[PATCH 6 of 8 sparse V2] dirstate: move validation of files in sparse checkout from extension

FUJIWARA Katsunori foozy at lares.dti.ne.jp
Tue Jul 11 14:01:40 EDT 2017


At Mon, 10 Jul 2017 21:57:05 -0700,
Gregory Szorc wrote:
> 
> # HG changeset patch
> # User Gregory Szorc <gregory.szorc at gmail.com>
> # Date 1499554173 25200
> #      Sat Jul 08 15:49:33 2017 -0700
> # Node ID 7b09c7c8f8457dd96f45334dad13a0ceaae92a18
> # Parent  03eed39f7af2db1678c2d39a2a7342e5c66b0804
> dirstate: move validation of files in sparse checkout from extension
> 
> The sparse extension wraps various dirstate methods to validate that
> the path being modified in dirstate exists in the sparse checkout.
> This commit moves that code to dirstate itself.
> 
> As part of the move, the error messages were tweaked slightly.
> And the code for the validation was reworked slightly. The most
> notable change is the removal of the "f is not None" check.
> This check has instead been inlined into copy(), which is the only
> place where it should be relevant.
> 
> I'm not crazy about the references to sparse's UI adjustments
> leaking into core. But what can you do.
> 
> I'm not a dirstate expert and am not sure if this is the ideal
> way to hook in path validation into dirstate now that the code is in
> core. But this does preserve the behavior of the extension. We can
> always refactor later.
> 
> Unless the sparse feature is enabled via the sparse extension,
> the matcher will be an alwaysmatcher and the new code will
> essentially no-op. This change does add the overhead of calling
> a few functions, however. If the modified methods are called in
> tight loops (this can occur for working directory updates) this could
> have a performance impact. I haven't explicitly measured the perf
> impact because I view this code as temporary until it can be
> refactored.

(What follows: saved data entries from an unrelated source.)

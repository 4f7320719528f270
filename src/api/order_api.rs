// ==========================================
// 纺织品库存台账系统 - 客户预订单 API
// ==========================================
// 职责: 草稿创建 / 列表 / 明细 / 确认 / 取消 / 可用量
// 规则: 只有草稿可流转；草稿占用卷数，确认或取消后释放
// ==========================================

use std::collections::HashMap;
use std::sync::Arc;

use chrono::Utc;
use rust_decimal::Decimal;
use tracing::info;
use uuid::Uuid;

use crate::api::error::{ApiError, ApiResult};
use crate::api::stock_api::StockApi;
use crate::api::validator::{positive_rolls, require_text, ItemValidator};
use crate::domain::item::Item;
use crate::domain::order::{
    CustomerOrder, ItemAvailability, NewOrder, OrderDetail, OrderLine, OrderLineView,
};
use crate::domain::text::non_empty;
use crate::domain::types::OrderStatus;
use crate::engine::AvailabilityEngine;
use crate::i18n;
use crate::repository::{ItemRepository, OrderRepository};

pub struct OrderApi {
    order_repo: Arc<OrderRepository>,
    item_repo: Arc<ItemRepository>,
    stock_api: Arc<StockApi>,
    validator: ItemValidator,
    engine: AvailabilityEngine,
}

impl OrderApi {
    pub fn new(
        order_repo: Arc<OrderRepository>,
        item_repo: Arc<ItemRepository>,
        stock_api: Arc<StockApi>,
    ) -> Self {
        Self {
            order_repo,
            validator: ItemValidator::new(item_repo.clone()),
            item_repo,
            stock_api,
            engine: AvailabilityEngine::new(),
        }
    }

    /// 创建草稿订单（单事务）
    ///
    /// # 返回
    /// - Err(InvalidInput): 客户名/电话为空、无明细行、卷数非正整数
    pub fn create_draft(&self, input: &NewOrder) -> ApiResult<OrderDetail> {
        let customer_name = require_text(&input.customer_name, "客户名")?;
        let customer_phone = require_text(&input.customer_phone, "电话")?;
        if input.lines.is_empty() {
            return Err(ApiError::InvalidInput("订单至少需要一行".to_string()));
        }

        let order = CustomerOrder {
            order_id: Uuid::new_v4().to_string(),
            customer_name,
            customer_phone,
            status: OrderStatus::Draft,
            note: non_empty(input.note.as_deref()),
            created_at: Utc::now(),
        };

        let mut lines = Vec::with_capacity(input.lines.len());
        for (idx, line) in input.lines.iter().enumerate() {
            self.validator.require_active_item(&line.item_id, idx + 1)?;
            let qty_rolls = positive_rolls(Decimal::from(line.qty_rolls), idx + 1)?;
            lines.push(OrderLine {
                line_id: Uuid::new_v4().to_string(),
                order_id: order.order_id.clone(),
                item_id: line.item_id.clone(),
                qty_rolls,
            });
        }

        self.order_repo.create(&order, &lines)?;
        info!(order_id = %order.order_id, lines = lines.len(), "预订单已创建");
        self.detail(&order.order_id)
    }

    /// 订单列表（新建在前）
    pub fn list(&self, status: Option<OrderStatus>) -> ApiResult<Vec<CustomerOrder>> {
        Ok(self.order_repo.list(status)?)
    }

    /// 订单明细（商品已删除时以占位文字显示）
    pub fn detail(&self, order_id: &str) -> ApiResult<OrderDetail> {
        let order = self
            .order_repo
            .find(order_id)?
            .ok_or_else(|| ApiError::NotFound(format!("预订单(id={})不存在", order_id)))?;

        let items: HashMap<String, Item> = self
            .item_repo
            .list(false)?
            .into_iter()
            .map(|i| (i.item_id.clone(), i))
            .collect();

        let lines = self
            .order_repo
            .list_lines(order_id)?
            .into_iter()
            .map(|line| match items.get(&line.item_id) {
                Some(item) => OrderLineView {
                    label: item.material_label(),
                    color_code: Some(item.color_code.clone()),
                    item_missing: false,
                    line,
                },
                None => OrderLineView {
                    label: i18n::t("common.deleted_item"),
                    color_code: None,
                    item_missing: true,
                    line,
                },
            })
            .collect();

        Ok(OrderDetail { order, lines })
    }

    pub fn confirm(&self, order_id: &str) -> ApiResult<()> {
        self.transition(order_id, OrderStatus::Confirmed)
    }

    pub fn cancel(&self, order_id: &str) -> ApiResult<()> {
        self.transition(order_id, OrderStatus::Cancelled)
    }

    fn transition(&self, order_id: &str, next: OrderStatus) -> ApiResult<()> {
        let order = self
            .order_repo
            .find(order_id)?
            .ok_or_else(|| ApiError::NotFound(format!("预订单(id={})不存在", order_id)))?;
        if !order.status.can_transition_to(next) {
            return Err(ApiError::InvalidStateTransition {
                from: order.status.to_string(),
                to: next.to_string(),
            });
        }
        self.order_repo.set_status(order_id, next)?;
        info!(order_id = %order_id, from = %order.status, to = %next, "预订单状态已变更");
        Ok(())
    }

    /// 可用量：余额卷数 - 草稿占用 - 购物车
    ///
    /// # 参数
    /// - item_ids: 要展示的商品
    /// - cart: 拟下单卷数（item_id → 卷数）
    pub fn availability(
        &self,
        item_ids: &[String],
        cart: &HashMap<String, i64>,
    ) -> ApiResult<Vec<ItemAvailability>> {
        let balances = self.stock_api.current_balances()?;
        let reserved = self.order_repo.reserved_rolls()?;
        Ok(self.engine.compute(item_ids, &balances, &reserved, cart))
    }
}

The end state should essentially be an attribute
> lookup, so I'm not too worried about long-term perf impact.
> 
> diff --git a/hgext/sparse.py b/hgext/sparse.py
> --- a/hgext/sparse.py
> +++ b/hgext/sparse.py
> @@ -240,23 +240,6 @@ def _setupdirstate(ui):
>          return orig(self, parent, allfiles, changedfiles)
>      extensions.wrapfunction(dirstate.dirstate, 'rebuild', _rebuild)
>  
> -    # Prevent adding files that are outside the sparse checkout
> -    editfuncs = ['normal', 'add', 'normallookup', 'copy', 'remove', 'merge']
> -    hint = _('include file with `hg debugsparse --include <pattern>` or use ' +
> -             '`hg add -s <file>` to include file directory while adding')
> -    for func in editfuncs:
> -        def _wrapper(orig, self, *args):
> -            sparsematch = self._sparsematcher
> -            if not sparsematch.always():
> -                for f in args:
> -                    if (f is not None and not sparsematch(f) and
> -                        f not in self):
> -                        raise error.Abort(_("cannot add '%s' - it is outside "
> -                                            "the sparse checkout") % f,
> -                                          hint=hint)
> -            return orig(self, *args)
> -        extensions.wrapfunction(dirstate.dirstate, func, _wrapper)
> -
>  @command('^debugsparse', [
>      ('I', 'include', False, _('include files in the sparse checkout')),
>      ('X', 'exclude', False, _('exclude files in the sparse checkout')),
> diff --git a/mercurial/dirstate.py b/mercurial/dirstate.py
> --- a/mercurial/dirstate.py
> +++ b/mercurial/dirstate.py
> @@ -68,6 +68,10 @@ def nonnormalentries(dmap):
>                  otherparent.add(fname)
>          return nonnorm, otherparent
>  
> +ADD_SPARSE_HINT = _("include file with 'hg debugsparse --include <pattern>' "
> +                    "or use 'hg add --sparse <file>' to include file "
> +                    "directory while adding")
> +
>  class dirstate(object):
>  
>      def __init__(self, opener, ui, root, validate, sparsematchfn):
> @@ -273,6 +277,18 @@ class dirstate(object):
>          # it's safe because f is always a relative path
>          return self._rootdir + f
>  
> +    def _ensuresparsematch(self, f):
> +        """Verifies a path is part of the sparse config and aborts if not."""
> +        matcher = self._sparsematcher
> +
> +        if matcher.always():
> +            return
> +
> +        if not matcher(f) and f not in self._map:
> +            raise error.Abort(_("cannot add '%s' because it is outside the "
> +                                "sparse checkout") % f,
> +                              hint=ADD_SPARSE_HINT)
> +

Nit picking for later refactoring.

"cannot add 'XXXX'" seems uncomfortable, when this code path is
executed for removed file. This should:

  1. use more generic phrase ("manage", "operate', 'involve' or so on), or
  2. switch message according to operation type

"use 'hg add --sparse ...." in ADD_SPARSE_HINT, too.

BTW:

  - normal() always uses _addpath()
  - add() always uses _addpath()
  - merge() uses
    - normallookup()
    - otherparent(), which always uses _addpath()
  - normallookup()
    If "self._pl[1] != nullid and f in self._map" route is
    executed, "f in self._map" means that specified file is already
    managed in dirstate, and it should be detected before.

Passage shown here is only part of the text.